Cinquante agriculteurs de la Confédération paysanne ont mené une action ce mercredi, dans une annexe du ministère de l’Agriculture à Paris. Ils ont été délogés au bout d’une demi-heure par les forces de l’ordre et placés en garde à vue.

La colère des agriculteurs s’est encore exprimée dans les rues de la capitale ce mercredi.

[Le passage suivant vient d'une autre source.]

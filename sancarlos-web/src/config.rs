//! Frontend configuration module
//!
//! This module provides the injected configuration for the weather updater:
//! location, credential, unit system, and display language.

/// Credential sentinel meaning "no key was provided at build time".
pub const PLACEHOLDER_API_KEY: &str = "YOUR_API_KEY_HERE";

/// OpenWeatherMap current-conditions endpoint.
const WEATHER_ENDPOINT: &str = "https://api.openweathermap.org/data/2.5/weather";

/// Unit system for the weather request and display suffix.
#[derive(Debug, Clone, Copy, PartialEq, Eq)]
pub enum Units {
    /// Fahrenheit.
    Imperial,
    /// Celsius.
    Metric,
}

impl Units {
    /// Value of the `units` query parameter.
    pub fn as_query(self) -> &'static str {
        match self {
            Units::Imperial => "imperial",
            Units::Metric => "metric",
        }
    }

    /// Display suffix appended to the rounded temperature.
    pub fn suffix(self) -> &'static str {
        match self {
            Units::Imperial => "°F",
            Units::Metric => "°C",
        }
    }
}

/// Weather updater configuration, constructed once at startup.
#[derive(Debug, Clone)]
pub struct WeatherConfig {
    /// Latitude of the forecast location.
    pub latitude: f64,
    /// Longitude of the forecast location.
    pub longitude: f64,
    /// OpenWeatherMap API key.
    pub api_key: String,
    /// Unit system for the request and display.
    pub units: Units,
    /// Response language for weather descriptions.
    pub lang: String,
}

impl Default for WeatherConfig {
    fn default() -> Self {
        Self {
            // San Carlos, Nuevo Guaymas, Sonora, Mexico
            latitude: 27.9592,
            longitude: -111.0481,
            api_key: option_env!("SANCARLOS_WEATHER_API_KEY")
                .unwrap_or(PLACEHOLDER_API_KEY)
                .to_string(),
            units: Units::Imperial,
            lang: "en".to_string(),
        }
    }
}

impl WeatherConfig {
    /// Create a new weather configuration instance.
    pub fn new() -> Self {
        Self::default()
    }

    /// Whether a real API key is present. The fetch is skipped entirely when
    /// this is false.
    pub fn is_configured(&self) -> bool {
        self.api_key != PLACEHOLDER_API_KEY
    }

    /// Full GET URL for the current-conditions request.
    pub fn endpoint_url(&self) -> String {
        format!(
            "{WEATHER_ENDPOINT}?lat={}&lon={}&appid={}&units={}&lang={}",
            self.latitude,
            self.longitude,
            self.api_key,
            self.units.as_query(),
            self.lang
        )
    }
}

Cinquante militants de la Confédération paysanne ont été interpellés et placés en garde à vue, ce mercredi après-midi, après avoir pénétré dans une annexe du ministère de l’Agriculture à Paris, rapporte la préfecture de police de Paris à franceinfo ce mercredi soir.

Vers 16h, ces militants ont pénétré dans cette annexe du ministère, située dans le 7e arrondissement de Paris à une centaine de mètres du bâtiment principal où se trouve le bureau d’Annie Genevard. Ils ont eu le temps de déployer des banderoles rappelant leurs revendications, notamment la fin de l’abattage automatique des troupeaux en cas de dermatose nodulaire. Des paysans venus d’Outre-mer étaient également présents pour dénoncer l’accaparement des aides par les exploitations les plus importantes.

Les forces de l’ordre ont délogé ces manifestants, dans le calme, au bout d’une demi-heure. L’occasion, pour la troisième organisation représentative de la profession de pointer du doigt un deux poids deux mesures : alors que la FNSEA, la veille, avait pris ses quartiers pendant 24 heures devant l’Assemblée nationale avec plus de 300 tracteurs et quelque 400 manifestants, l’action de la Confédération paysanne, dont les membres étaient venus à pied, a été interrompue en moins d’une heure.